Not having slept in a couple of days, I tried to drown my anxiety in beer and whiskey, but right when I’d get to the point where I could almost pass out, I’d remember where I was at and leap fearfully to my feet, pacing the room in tight, little circles. For three days the only time I left the room was to get more alcohol.

My Mom called me, as did my two brothers, and my sister. They all were just relieved I’d gotten out of Vietnam. There was no way of explaining to them what a bad turn that had been. I’d been better off where I was at. At least the quarantine encampment would’ve been free. Now I’d put a flight, a rental car, and a cheap hotel room that wasn’t cheap at all, on a credit card I didn’t have the money to pay off. Getting on that plane was shaping up to be one of the worst decisions of my life. Whenever I thought about it, I couldn’t stop banging my forehead with my fists.

Still looking for an escape, when escape was no longer an option, I loaded up the car and headed off to Tucson. Why things should be any different in Tucson, I had no idea, outside of a fantasy about pulling up at the Wild West theme park in Old Tucson and finding a dusty street where I could stroll back to a simpler time. Upon arrival, I discovered a city trying to come to grips with its own recent lockdown orders, and after a frantic walk through the deserted downtown, headed back the way I’d come, pulling over at a Motel 6, close to the juncture where the 10 north meets the 8. Although it was only noon, I booked a room for the night and got busy drinking beer.

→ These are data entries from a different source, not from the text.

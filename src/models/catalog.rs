// src/models/catalog.rs

use std::path::Path;

use serde::{Deserialize, Serialize};

use crate::error::AppError;

/// A course identified by a short code within a stream.
#[derive(Debug, Clone, PartialEq, Eq, Serialize, Deserialize)]
pub struct Subject {
    pub name: String,
    pub code: String,
}

/// An academic program track with its fixed list of subjects.
#[derive(Debug, Clone, PartialEq, Eq, Serialize, Deserialize)]
pub struct Stream {
    /// Display name, also the value the forms submit (e.g. "SCIENCE").
    pub name: String,
    pub code: String,
    pub subjects: Vec<Subject>,
}

impl Stream {
    /// Finds a subject of this stream by its code.
    pub fn subject(&self, code: &str) -> Option<&Subject> {
        self.subjects.iter().find(|s| s.code == code)
    }
}

/// Read-only stream/subject lookup table, loaded once at start-up.
///
/// Subject codes are only unique within a stream: `ECO` appears under both
/// ARTS and COMMERCE, `MAT` under COMMERCE and SCIENCE.
#[derive(Debug, Clone, PartialEq, Eq, Serialize)]
pub struct Catalog {
    streams: Vec<Stream>,
}

impl Catalog {
    pub fn new(streams: Vec<Stream>) -> Self {
        Self { streams }
    }

    /// Loads a catalog from a JSON array of streams.
    pub fn from_json_file(path: &Path) -> Result<Self, AppError> {
        let raw = std::fs::read_to_string(path)?;
        let streams: Vec<Stream> = serde_json::from_str(&raw).map_err(|e| {
            AppError::InternalServerError(format!(
                "invalid catalog file {}: {}",
                path.display(),
                e
            ))
        })?;
        Ok(Self::new(streams))
    }

    pub fn streams(&self) -> &[Stream] {
        &self.streams
    }

    /// Looks a stream up by name, the value used by the selection forms.
    pub fn stream(&self, name: &str) -> Option<&Stream> {
        self.streams.iter().find(|s| s.name == name)
    }

    pub fn subject(&self, stream_name: &str, subject_code: &str) -> Option<&Subject> {
        self.stream(stream_name)?.subject(subject_code)
    }
}

impl Default for Catalog {
    fn default() -> Self {
        fn stream(name: &str, code: &str, subjects: &[(&str, &str)]) -> Stream {
            Stream {
                name: name.to_string(),
                code: code.to_string(),
                subjects: subjects
                    .iter()
                    .map(|(name, code)| Subject {
                        name: name.to_string(),
                        code: code.to_string(),
                    })
                    .collect(),
            }
        }

        Self::new(vec![
            stream(
                "ARTS",
                "ARTS",
                &[
                    ("Odia", "ODIA"),
                    ("English", "ENG"),
                    ("Education", "EDU"),
                    ("History", "HIS"),
                    ("Political Science", "POL"),
                    ("Economics", "ECO"),
                ],
            ),
            stream(
                "COMMERCE",
                "COM",
                &[
                    ("Accountancy", "ACC"),
                    ("Business Studies", "BUS"),
                    ("Economics", "ECO"),
                    ("Mathematics", "MAT"),
                ],
            ),
            stream(
                "SCIENCE",
                "SCI",
                &[
                    ("Physics", "PHY"),
                    ("Chemistry", "CHE"),
                    ("Mathematics", "MAT"),
                    ("Biology", "BIO"),
                ],
            ),
            stream(
                "BBA",
                "BBA",
                &[
                    ("Business Management", "BMG"),
                    ("Marketing", "MKT"),
                    ("Finance", "FIN"),
                    ("Human Resource", "HRM"),
                ],
            ),
            stream(
                "BCA",
                "BCA",
                &[
                    ("Programming", "PRG"),
                    ("Database Management", "DBM"),
                    ("Web Development", "WEB"),
                    ("Computer Networks", "CNT"),
                ],
            ),
        ])
    }
}
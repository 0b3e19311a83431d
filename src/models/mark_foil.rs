// src/models/mark_foil.rs

use serde::{Deserialize, Serialize};
use validator::Validate;

/// A row of the mark foil. Marks are free text filled in by staff.
#[derive(Debug, Clone, PartialEq, Eq, Serialize, Deserialize, Validate)]
pub struct MarkEntry {
    #[validate(length(min = 1, max = 16))]
    pub exam_code: String,
    #[serde(default)]
    #[validate(length(max = 16))]
    pub marks_in_figure: String,
    #[serde(default)]
    #[validate(length(max = 64))]
    pub marks_in_words: String,
}

impl MarkEntry {
    /// A row with both mark fields still blank.
    pub fn blank(exam_code: impl Into<String>) -> Self {
        Self {
            exam_code: exam_code.into(),
            marks_in_figure: String::new(),
            marks_in_words: String::new(),
        }
    }
}

/// Free-text header fields of the mark foil.
/// Empty fields fall back to placeholder text when printed.
#[derive(Debug, Clone, Default, PartialEq, Eq, Serialize, Deserialize)]
pub struct FormMetadata {
    #[serde(default)]
    pub confidential_form_no: String,
    #[serde(default)]
    pub semester: String,
    #[serde(default)]
    pub exam_type: String,
    #[serde(default)]
    pub mark_foil_no: String,
}

/// DTO for choosing the subject of a mark foil.
#[derive(Debug, Deserialize, Validate)]
pub struct SelectSubjectRequest {
    #[serde(default)]
    #[validate(length(max = 128))]
    pub subject: String,
}

#[derive(Debug, Serialize, Deserialize)]
pub struct MarkFoilSelection {
    pub subject: String,
    pub mark_foil_no: String,
    pub entries: Vec<MarkEntry>,
}

/// DTO for downloading a mark foil.
#[derive(Debug, Deserialize, Validate)]
pub struct MarkFoilPdfRequest {
    #[serde(default)]
    #[validate(length(max = 128))]
    pub subject: String,
    #[serde(default)]
    #[validate(length(max = 64))]
    pub confidential_form_no: String,
    #[serde(default)]
    #[validate(length(max = 64))]
    pub semester: String,
    #[serde(default)]
    #[validate(length(max = 64))]
    pub exam_type: String,
    /// Falls back to the session's mark foil number.
    pub mark_foil_no: Option<String>,
    /// Falls back to blank entries derived from the store.
    pub entries: Option<Vec<MarkEntry>>,
}
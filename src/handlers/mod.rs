// src/handlers/mod.rs

pub mod catalog;
pub mod exam_code;
pub mod mark_foil;

use axum::{http::header, response::IntoResponse};

use crate::report::RenderedDocument;

/// Wraps a rendered document as a PDF download.
pub(crate) fn pdf_attachment(document: RenderedDocument) -> impl IntoResponse {
    (
        [
            (header::CONTENT_TYPE, "application/pdf".to_string()),
            (
                header::CONTENT_DISPOSITION,
                format!("attachment; filename=\"{}\"", document.file_name),
            ),
        ],
        document.bytes,
    )
}
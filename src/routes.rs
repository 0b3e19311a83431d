// src/routes.rs

use axum::{
    Router,
    http::{HeaderValue, Method},
    routing::{get, post},
};
use tower_http::{
    cors::{AllowOrigin, CorsLayer},
    trace::TraceLayer,
};

use crate::{
    handlers::{catalog, exam_code, mark_foil},
    state::AppState,
};

/// Assembles the main application router.
///
/// * Merges all sub-routers (catalog, exam codes, mark foil).
/// * Applies global middleware (Trace, CORS).
/// * Injects global state (catalog, record store, mark foil session).
pub fn create_router(state: AppState) -> Router {
    let origins: Vec<HeaderValue> = state
        .config
        .cors_origins
        .iter()
        .filter_map(|origin| match origin.parse() {
            Ok(value) => Some(value),
            Err(_) => {
                tracing::warn!("Ignoring invalid CORS origin: {}", origin);
                None
            }
        })
        .collect();

    let cors = CorsLayer::new()
        .allow_origin(AllowOrigin::list(origins))
        .allow_methods([Method::GET, Method::POST])
        .allow_headers([axum::http::header::CONTENT_TYPE])
        .expose_headers([axum::http::header::CONTENT_DISPOSITION]);

    let catalog_routes = Router::new()
        .route("/", get(catalog::list_streams))
        .route("/{name}/subjects", get(catalog::list_subjects));

    let exam_code_routes = Router::new()
        .route(
            "/",
            get(exam_code::list_exam_codes).post(exam_code::assign_exam_code),
        )
        .route("/codesheet", get(exam_code::download_codesheet));

    let mark_foil_routes = Router::new()
        .route("/subjects", get(mark_foil::list_subjects))
        .route("/select", post(mark_foil::select_subject))
        .route("/pdf", post(mark_foil::download_mark_foil));

    Router::new()
        .nest("/api/streams", catalog_routes)
        .nest("/api/exam-codes", exam_code_routes)
        .nest("/api/mark-foil", mark_foil_routes)
        // Global Middleware (applied from outside in)
        .layer(TraceLayer::new_for_http())
        .layer(cors)
        .with_state(state)
}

That night I did manage to sleep a few hours, but woke up about three in the morning with a chest full of panic. All I could do was jump up and start pacing around the room like a caged bear. Things were bad outside and bad within. The walls were falling down everywhere and there was no chance of getting away.

1 thought on “no escape

  1. stayatthebardad says:

    The ingredients are all there: fear, panic, desperation, confusion, dread and hopelessness.
    They stew into a miserable gruel of regret and disgrace.
    I had a taste of it but you had a heaping helping.
    It sounds tough to chew on; spit it out.
    Keep telling it.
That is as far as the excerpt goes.